- EXERCISE DESCRIPTION -
Filter this material down to the lines that hold "enum", copying each one.

(INFORMATION)

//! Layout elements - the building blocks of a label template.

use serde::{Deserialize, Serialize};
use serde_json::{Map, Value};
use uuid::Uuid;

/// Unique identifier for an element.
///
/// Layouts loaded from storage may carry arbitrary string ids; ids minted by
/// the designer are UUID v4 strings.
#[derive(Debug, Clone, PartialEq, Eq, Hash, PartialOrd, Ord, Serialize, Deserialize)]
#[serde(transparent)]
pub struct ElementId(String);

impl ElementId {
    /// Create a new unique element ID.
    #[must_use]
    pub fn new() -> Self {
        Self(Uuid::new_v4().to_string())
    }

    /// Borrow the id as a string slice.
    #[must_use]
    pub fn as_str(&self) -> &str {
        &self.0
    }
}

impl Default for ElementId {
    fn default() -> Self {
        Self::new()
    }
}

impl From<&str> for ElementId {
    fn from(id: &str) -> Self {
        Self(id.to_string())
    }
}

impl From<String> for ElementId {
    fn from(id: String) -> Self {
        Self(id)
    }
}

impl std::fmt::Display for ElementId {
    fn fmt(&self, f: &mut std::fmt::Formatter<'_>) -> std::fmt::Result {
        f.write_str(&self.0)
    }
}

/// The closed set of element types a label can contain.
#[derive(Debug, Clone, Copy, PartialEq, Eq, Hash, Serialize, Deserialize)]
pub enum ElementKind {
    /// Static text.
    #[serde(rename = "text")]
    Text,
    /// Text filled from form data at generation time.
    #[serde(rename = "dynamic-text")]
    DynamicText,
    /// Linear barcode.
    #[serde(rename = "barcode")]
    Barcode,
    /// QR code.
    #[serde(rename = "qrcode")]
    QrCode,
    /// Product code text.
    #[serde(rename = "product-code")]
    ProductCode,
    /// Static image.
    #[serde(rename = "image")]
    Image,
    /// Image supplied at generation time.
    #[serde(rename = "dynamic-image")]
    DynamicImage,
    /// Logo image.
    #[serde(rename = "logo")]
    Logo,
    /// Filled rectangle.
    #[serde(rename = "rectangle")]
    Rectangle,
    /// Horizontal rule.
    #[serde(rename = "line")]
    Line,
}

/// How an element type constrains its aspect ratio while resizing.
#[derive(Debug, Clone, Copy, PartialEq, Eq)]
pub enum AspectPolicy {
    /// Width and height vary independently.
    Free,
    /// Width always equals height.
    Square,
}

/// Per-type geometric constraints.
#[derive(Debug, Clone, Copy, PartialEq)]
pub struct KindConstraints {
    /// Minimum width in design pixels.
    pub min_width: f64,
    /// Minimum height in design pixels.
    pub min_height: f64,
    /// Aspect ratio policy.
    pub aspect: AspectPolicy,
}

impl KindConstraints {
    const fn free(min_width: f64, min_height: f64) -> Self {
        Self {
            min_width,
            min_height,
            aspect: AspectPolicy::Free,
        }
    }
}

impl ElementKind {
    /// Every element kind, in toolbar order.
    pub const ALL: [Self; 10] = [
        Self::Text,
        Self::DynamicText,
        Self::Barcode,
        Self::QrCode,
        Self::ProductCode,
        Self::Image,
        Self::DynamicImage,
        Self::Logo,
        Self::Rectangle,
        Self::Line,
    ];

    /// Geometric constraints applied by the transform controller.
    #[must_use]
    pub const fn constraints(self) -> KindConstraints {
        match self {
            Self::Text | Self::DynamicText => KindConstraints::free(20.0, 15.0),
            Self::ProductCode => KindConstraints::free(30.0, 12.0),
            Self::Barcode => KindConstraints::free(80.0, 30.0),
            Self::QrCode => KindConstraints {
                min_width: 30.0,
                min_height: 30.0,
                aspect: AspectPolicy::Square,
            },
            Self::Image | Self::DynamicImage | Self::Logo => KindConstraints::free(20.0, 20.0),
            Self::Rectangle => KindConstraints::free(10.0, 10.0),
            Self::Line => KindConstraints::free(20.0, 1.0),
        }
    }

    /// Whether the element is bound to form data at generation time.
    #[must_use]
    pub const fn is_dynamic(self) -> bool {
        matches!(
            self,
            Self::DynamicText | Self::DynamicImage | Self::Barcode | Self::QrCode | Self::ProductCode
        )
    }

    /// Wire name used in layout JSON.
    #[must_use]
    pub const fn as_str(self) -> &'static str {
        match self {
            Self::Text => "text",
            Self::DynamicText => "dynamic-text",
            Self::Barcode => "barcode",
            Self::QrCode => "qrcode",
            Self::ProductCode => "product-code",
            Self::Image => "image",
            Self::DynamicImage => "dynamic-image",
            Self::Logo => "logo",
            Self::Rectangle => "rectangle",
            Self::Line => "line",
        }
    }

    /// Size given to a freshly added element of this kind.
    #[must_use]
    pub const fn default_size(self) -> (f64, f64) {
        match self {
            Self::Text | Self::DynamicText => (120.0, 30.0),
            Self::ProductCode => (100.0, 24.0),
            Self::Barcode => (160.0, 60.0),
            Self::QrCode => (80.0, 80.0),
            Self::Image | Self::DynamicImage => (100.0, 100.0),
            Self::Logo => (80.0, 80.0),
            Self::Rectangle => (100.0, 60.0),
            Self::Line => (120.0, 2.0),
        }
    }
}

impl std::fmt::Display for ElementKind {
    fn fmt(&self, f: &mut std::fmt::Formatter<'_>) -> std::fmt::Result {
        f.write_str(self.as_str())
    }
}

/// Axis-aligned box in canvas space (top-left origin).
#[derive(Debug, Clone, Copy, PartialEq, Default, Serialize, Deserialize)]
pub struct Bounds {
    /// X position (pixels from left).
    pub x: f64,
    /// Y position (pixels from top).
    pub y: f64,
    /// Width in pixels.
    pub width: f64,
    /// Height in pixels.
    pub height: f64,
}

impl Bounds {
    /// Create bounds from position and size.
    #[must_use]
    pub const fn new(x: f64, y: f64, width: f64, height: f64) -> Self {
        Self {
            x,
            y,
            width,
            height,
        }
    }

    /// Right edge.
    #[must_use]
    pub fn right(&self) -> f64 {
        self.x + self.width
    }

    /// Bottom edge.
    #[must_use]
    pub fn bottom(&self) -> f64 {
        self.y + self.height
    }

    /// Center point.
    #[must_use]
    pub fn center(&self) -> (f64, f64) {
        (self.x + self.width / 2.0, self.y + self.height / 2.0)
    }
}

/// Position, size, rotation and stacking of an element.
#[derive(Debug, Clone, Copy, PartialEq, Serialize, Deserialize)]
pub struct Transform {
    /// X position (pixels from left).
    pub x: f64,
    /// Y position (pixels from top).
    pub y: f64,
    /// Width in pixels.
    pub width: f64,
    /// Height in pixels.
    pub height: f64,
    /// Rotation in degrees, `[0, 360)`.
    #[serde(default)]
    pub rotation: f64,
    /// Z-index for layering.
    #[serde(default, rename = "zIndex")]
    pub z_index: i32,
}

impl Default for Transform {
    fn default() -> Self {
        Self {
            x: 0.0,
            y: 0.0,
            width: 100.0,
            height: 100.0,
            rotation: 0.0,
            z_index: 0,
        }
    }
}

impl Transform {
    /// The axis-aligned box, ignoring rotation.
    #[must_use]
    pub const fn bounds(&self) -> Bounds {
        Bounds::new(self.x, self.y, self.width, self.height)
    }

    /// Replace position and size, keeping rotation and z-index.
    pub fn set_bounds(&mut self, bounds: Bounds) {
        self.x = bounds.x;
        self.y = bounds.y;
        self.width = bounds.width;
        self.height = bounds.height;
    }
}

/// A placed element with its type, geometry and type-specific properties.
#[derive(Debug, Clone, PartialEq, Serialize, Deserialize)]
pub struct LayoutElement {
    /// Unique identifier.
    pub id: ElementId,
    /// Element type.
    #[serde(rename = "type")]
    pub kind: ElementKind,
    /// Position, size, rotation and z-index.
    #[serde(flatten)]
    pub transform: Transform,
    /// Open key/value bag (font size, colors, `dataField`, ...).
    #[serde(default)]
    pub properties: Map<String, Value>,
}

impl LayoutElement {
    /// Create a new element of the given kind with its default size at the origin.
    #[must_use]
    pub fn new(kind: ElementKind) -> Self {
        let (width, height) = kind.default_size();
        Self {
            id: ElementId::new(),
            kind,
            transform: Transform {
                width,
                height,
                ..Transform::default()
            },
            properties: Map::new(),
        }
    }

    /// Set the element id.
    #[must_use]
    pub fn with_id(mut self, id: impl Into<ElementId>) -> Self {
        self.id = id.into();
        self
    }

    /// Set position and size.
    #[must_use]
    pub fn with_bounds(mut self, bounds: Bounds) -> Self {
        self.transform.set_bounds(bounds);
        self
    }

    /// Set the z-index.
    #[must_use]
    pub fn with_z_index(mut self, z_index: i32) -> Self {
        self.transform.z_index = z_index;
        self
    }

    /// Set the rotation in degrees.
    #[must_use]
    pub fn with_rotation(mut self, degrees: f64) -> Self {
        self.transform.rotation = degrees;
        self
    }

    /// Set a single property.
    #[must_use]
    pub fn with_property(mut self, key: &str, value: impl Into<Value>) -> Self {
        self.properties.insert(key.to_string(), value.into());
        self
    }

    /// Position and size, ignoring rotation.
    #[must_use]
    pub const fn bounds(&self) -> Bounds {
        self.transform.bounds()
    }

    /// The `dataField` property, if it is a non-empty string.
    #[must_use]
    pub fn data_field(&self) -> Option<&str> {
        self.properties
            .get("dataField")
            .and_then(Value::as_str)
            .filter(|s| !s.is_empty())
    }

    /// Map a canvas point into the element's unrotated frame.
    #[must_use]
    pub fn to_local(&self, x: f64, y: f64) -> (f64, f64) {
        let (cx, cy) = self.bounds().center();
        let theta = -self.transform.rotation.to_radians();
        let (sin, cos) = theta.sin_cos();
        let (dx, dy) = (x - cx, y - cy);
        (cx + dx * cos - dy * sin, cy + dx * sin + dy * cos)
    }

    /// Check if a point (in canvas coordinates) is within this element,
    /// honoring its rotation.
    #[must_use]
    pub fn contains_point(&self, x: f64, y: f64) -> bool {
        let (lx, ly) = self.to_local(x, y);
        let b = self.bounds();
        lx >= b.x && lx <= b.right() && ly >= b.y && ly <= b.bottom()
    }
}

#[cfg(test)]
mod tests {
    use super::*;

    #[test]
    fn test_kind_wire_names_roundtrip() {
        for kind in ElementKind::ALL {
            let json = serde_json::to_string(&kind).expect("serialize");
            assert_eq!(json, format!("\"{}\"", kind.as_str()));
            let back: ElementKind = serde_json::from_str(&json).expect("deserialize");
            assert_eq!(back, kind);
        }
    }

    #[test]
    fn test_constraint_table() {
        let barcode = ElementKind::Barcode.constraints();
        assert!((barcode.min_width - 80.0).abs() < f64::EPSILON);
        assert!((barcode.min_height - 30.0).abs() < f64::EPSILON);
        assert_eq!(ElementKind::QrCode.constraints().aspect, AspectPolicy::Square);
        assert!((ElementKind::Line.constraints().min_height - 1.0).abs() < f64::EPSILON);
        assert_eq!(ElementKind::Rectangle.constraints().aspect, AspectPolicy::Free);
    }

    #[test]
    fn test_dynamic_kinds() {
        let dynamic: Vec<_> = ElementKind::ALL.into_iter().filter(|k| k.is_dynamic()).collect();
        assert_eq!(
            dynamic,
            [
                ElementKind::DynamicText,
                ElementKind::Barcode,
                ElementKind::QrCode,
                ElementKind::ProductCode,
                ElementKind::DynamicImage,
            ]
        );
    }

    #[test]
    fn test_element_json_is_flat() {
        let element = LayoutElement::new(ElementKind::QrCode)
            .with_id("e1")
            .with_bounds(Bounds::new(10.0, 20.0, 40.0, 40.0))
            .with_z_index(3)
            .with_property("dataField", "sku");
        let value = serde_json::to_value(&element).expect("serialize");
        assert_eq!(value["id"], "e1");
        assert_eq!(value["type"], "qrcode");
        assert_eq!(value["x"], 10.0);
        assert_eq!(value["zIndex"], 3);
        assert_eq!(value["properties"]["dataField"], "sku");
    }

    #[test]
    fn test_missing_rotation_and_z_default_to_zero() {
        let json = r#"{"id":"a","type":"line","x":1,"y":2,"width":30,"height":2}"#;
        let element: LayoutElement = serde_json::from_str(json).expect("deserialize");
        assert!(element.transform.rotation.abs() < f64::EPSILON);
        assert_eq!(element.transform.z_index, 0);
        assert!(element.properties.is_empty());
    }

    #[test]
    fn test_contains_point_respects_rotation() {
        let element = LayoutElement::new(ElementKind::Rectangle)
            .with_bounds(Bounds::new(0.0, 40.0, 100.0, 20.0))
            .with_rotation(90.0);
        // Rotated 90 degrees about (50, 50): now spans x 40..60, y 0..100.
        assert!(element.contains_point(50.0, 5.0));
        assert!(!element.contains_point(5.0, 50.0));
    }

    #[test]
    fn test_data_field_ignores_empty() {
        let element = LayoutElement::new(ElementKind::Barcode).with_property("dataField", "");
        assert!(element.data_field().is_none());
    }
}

(End INFORMATION)
(INFORMATION)

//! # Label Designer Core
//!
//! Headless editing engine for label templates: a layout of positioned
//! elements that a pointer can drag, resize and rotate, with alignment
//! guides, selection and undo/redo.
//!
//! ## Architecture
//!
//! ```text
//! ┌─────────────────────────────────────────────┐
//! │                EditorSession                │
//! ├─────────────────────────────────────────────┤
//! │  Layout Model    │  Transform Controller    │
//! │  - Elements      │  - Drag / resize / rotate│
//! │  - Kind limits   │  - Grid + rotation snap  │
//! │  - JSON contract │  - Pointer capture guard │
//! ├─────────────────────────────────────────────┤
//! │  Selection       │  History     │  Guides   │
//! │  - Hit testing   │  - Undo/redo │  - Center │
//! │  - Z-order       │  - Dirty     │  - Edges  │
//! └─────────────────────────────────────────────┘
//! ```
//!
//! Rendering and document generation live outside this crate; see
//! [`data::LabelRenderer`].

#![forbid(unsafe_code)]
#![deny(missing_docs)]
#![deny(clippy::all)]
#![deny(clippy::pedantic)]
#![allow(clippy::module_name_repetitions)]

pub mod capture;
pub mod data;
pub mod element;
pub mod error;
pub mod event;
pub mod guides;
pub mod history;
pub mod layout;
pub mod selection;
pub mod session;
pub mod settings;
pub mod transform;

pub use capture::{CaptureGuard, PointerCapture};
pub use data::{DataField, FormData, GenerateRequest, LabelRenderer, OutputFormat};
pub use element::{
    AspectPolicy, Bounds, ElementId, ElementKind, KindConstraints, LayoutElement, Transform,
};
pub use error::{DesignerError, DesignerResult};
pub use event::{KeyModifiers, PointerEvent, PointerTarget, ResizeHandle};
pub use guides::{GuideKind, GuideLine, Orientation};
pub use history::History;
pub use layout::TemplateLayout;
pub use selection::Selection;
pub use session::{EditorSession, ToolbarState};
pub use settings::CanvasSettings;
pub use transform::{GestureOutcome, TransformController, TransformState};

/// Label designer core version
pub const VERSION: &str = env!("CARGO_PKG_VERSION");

(End INFORMATION)
(INFORMATION)

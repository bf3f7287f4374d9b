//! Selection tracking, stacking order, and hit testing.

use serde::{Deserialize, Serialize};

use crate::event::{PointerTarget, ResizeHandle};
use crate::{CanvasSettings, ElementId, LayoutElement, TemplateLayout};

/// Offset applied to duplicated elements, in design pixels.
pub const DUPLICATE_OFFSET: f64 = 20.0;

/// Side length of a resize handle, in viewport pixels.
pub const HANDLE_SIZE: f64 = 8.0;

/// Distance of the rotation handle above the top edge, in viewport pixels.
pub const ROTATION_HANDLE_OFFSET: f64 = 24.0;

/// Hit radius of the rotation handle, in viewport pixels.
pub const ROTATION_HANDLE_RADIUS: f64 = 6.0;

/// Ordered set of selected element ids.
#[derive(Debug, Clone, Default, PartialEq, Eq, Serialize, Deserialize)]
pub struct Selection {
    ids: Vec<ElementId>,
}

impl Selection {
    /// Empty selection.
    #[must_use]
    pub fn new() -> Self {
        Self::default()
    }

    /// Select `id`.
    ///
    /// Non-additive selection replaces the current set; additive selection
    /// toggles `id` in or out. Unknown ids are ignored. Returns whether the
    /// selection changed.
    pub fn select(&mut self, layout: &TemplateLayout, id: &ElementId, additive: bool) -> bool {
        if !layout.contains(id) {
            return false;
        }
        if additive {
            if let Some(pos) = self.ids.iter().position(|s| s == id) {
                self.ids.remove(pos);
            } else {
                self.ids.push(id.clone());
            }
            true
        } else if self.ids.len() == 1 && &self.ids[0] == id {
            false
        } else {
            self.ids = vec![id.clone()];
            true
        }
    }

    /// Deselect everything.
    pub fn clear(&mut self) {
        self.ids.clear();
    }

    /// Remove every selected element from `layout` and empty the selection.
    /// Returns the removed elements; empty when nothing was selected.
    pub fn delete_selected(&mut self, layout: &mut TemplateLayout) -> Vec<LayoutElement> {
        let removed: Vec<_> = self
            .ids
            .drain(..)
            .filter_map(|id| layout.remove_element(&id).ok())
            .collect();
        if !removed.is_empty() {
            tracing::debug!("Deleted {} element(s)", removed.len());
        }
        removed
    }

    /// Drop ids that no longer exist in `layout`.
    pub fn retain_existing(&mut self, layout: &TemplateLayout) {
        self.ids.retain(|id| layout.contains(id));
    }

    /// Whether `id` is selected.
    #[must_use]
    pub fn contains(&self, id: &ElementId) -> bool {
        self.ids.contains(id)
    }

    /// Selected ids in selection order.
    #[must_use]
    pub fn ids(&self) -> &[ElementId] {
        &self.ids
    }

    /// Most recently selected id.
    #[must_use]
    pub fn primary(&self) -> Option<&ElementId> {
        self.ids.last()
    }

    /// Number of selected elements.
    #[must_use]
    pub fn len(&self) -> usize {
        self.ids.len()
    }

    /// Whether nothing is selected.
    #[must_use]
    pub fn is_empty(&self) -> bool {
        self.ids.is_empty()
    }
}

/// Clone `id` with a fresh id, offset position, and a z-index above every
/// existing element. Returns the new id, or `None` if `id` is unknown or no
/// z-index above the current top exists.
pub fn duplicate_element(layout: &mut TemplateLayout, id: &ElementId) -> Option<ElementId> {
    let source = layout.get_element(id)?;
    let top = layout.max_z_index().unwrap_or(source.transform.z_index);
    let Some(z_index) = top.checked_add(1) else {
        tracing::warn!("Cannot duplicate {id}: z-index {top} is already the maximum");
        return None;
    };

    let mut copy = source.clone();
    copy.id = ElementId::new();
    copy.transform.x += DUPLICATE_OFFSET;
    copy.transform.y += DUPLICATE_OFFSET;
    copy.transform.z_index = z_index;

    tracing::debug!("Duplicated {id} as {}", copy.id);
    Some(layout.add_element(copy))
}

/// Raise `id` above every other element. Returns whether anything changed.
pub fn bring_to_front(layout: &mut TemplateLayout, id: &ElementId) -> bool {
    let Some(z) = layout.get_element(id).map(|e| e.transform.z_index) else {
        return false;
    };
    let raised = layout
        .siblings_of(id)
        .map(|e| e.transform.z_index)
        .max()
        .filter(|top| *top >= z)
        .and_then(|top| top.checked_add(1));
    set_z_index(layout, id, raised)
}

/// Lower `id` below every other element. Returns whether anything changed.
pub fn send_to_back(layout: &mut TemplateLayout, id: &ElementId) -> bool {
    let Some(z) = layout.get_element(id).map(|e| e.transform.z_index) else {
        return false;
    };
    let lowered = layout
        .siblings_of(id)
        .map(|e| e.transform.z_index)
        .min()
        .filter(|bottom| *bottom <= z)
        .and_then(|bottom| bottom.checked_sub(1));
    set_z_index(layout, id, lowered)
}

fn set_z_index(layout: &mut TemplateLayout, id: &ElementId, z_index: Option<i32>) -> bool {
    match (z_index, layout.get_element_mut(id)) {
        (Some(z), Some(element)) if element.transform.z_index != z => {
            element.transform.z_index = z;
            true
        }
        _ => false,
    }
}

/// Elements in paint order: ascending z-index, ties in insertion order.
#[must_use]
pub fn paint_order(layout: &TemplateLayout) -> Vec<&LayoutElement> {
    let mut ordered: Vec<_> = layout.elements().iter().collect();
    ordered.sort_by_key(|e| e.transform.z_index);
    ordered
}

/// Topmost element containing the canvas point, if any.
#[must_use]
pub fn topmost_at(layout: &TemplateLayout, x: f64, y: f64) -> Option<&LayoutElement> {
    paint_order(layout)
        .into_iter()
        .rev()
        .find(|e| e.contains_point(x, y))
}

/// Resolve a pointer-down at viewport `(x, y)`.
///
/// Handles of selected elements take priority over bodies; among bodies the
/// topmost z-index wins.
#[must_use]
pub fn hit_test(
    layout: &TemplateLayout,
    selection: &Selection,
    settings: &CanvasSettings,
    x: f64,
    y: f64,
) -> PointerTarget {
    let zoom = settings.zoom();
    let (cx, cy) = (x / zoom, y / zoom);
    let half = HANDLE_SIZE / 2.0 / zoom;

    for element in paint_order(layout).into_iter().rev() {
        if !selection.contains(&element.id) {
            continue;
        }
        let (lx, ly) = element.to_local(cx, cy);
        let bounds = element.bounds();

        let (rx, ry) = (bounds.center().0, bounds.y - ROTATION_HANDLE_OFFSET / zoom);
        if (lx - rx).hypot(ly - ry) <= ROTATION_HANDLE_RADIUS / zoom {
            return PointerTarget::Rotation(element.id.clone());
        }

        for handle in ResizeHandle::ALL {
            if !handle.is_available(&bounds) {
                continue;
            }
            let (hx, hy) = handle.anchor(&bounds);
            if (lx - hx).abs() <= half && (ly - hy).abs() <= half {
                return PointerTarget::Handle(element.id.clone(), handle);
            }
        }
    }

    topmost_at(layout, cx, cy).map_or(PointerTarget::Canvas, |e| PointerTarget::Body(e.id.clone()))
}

(End INFORMATION)

- TASK RESPONSE -
pub enum ElementKind {
pub enum AspectPolicy {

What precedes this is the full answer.